Motor circuits in the spinal cord are assembled from six major types of interneurons – cells that interface between nerves descending from the brain and nerves that activate or inhibit muscles. Goulding and his team had previously implicated one class of interneuron, the V1 interneurons, as being a likely key component of the flexor-extensor circuitry. However when V1 interneurons were removed, the team saw that flexor-extensor activity was still intact, leading them to suspect another type of cell was also involved in coordinating this aspect of movement.
To determine what other interneurons were at play in the flexor-extensor circuit, the team looked for other cells in the spinal cord with properties that were similar to those of the V1 neurons. In doing this they began to focus on another class of neuron, whose function was not known, V2b interneurons. Using a specialized experimental setup that allows one to monitor locomotion in the spinal cord itself, the team saw a synchronous pattern of flexor and extensor activity when V2b interneurons were inactivated along with the V1 interneurons.
The team also showed that this synchronicity led to newborn mice displaying a tetanus-like reaction when the two types of interneurons were inactivated: the limbs froze in one position because they no longer had the push-pull balance of excitation and inhibition that is needed to move.
These findings further confirm the hypothesis put forward over 120 years ago by the Nobel Prize-winning neuroscientist, Charles Sherrington, that flexor-extensor alternation is essential for locomotion in all animals that have limbs. He proposed that specialized cells in the spinal cord called switching cells performed this function. After 120 years, Goulding and researchers have now uncovered the identity of these switching cells.

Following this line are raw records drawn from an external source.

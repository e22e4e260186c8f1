//! Least Connections tie-break strategy.

use std::sync::atomic::{AtomicUsize, Ordering};
use std::sync::Arc;

use dashmap::DashMap;

use crate::load_balancer::Chooser;
use crate::registry::ServiceInstance;

/// Least connections chooser.
/// Selects the candidate with the minimum number of in-flight requests.
///
/// Instance snapshots are replaced on every topology change, so in-flight
/// counts are keyed by endpoint rather than held on the instance itself.
#[derive(Debug, Default)]
pub struct LeastConnections {
    in_flight: DashMap<String, AtomicUsize>,
}

impl LeastConnections {
    pub fn new() -> Self {
        Self::default()
    }

    /// In-flight requests currently attributed to `instance`.
    pub fn in_flight(&self, instance: &ServiceInstance) -> usize {
        self.in_flight
            .get(&endpoint_key(instance))
            .map(|c| c.load(Ordering::Relaxed))
            .unwrap_or(0)
    }
}

fn endpoint_key(instance: &ServiceInstance) -> String {
    format!("{}/{}", instance.service, instance.authority())
}

impl Chooser for LeastConnections {
    fn choose(&self, candidates: &[Arc<ServiceInstance>]) -> Option<Arc<ServiceInstance>> {
        // In case of tie, the first one is selected (stability)
        let chosen = candidates
            .iter()
            .min_by_key(|instance| self.in_flight(instance))?
            .clone();

        self.in_flight
            .entry(endpoint_key(&chosen))
            .or_default()
            .fetch_add(1, Ordering::Relaxed);
        Some(chosen)
    }

    fn name(&self) -> &'static str {
        "least_conn"
    }

    fn release(&self, instance: &ServiceInstance) {
        if let Some(count) = self.in_flight.get(&endpoint_key(instance)) {
            let _ = count.fetch_update(Ordering::Relaxed, Ordering::Relaxed, |c| c.checked_sub(1));
        }
    }
}
//! Load balancing subsystem.
//!
//! # Data Flow
//! ```text
//! Request (service, version token)
//!     → version.rs (VersionLoadBalancer)
//!         → InstanceCache::current_instances(service)
//!         → selector.rs (exact version > co-located > unversioned)
//!         → Chooser tie-break:
//!             - round_robin.rs (rotate through candidates)
//!             - random.rs (metadata-weighted random)
//!             - least_conn.rs (fewest in-flight requests)
//!     → Some(instance) or None ("no instance available")
//! ```
//!
//! # Design Decisions
//! - Selection is a pure function; all I/O happens before it
//! - Chooser state (counters) is owned by the chooser instance
//! - Chooser implementations are picked by name through `factory.rs`,
//!   which never fails: unknown names fall back to round-robin
//! - An empty candidate set is an expected outcome, not an error

pub mod factory;
pub mod least_conn;
pub mod random;
pub mod round_robin;
pub mod selector;
pub mod version;

use std::sync::Arc;

use crate::registry::ServiceInstance;

pub use factory::chooser_from_name;
pub use selector::select_candidates;
pub use version::VersionLoadBalancer;

/// Tie-break strategy picking one instance out of a candidate set.
pub trait Chooser: Send + Sync + std::fmt::Debug {
    /// Pick one candidate, or `None` when `candidates` is empty.
    fn choose(&self, candidates: &[Arc<ServiceInstance>]) -> Option<Arc<ServiceInstance>>;

    /// Stable identifier used in config and logs.
    fn name(&self) -> &'static str;

    /// Called once the request served by `instance` has completed.
    fn release(&self, _instance: &ServiceInstance) {}
}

“Our whole motor system is built around flexor-extension; this is the cornerstone component of movement,” says Goulding, holder of Salk’s Frederick W. and Joanna J. Mitchell Chair. “If you really want to understand how animals move you need to understand the contribution of these switching cells.”
With a more thorough understanding of the basic science around how this flexor-extensor circuit works, scientists will be in a better position to, for example, create a system that can reactivate the spinal cord or mimic signals sent from the brain to the spinal cord.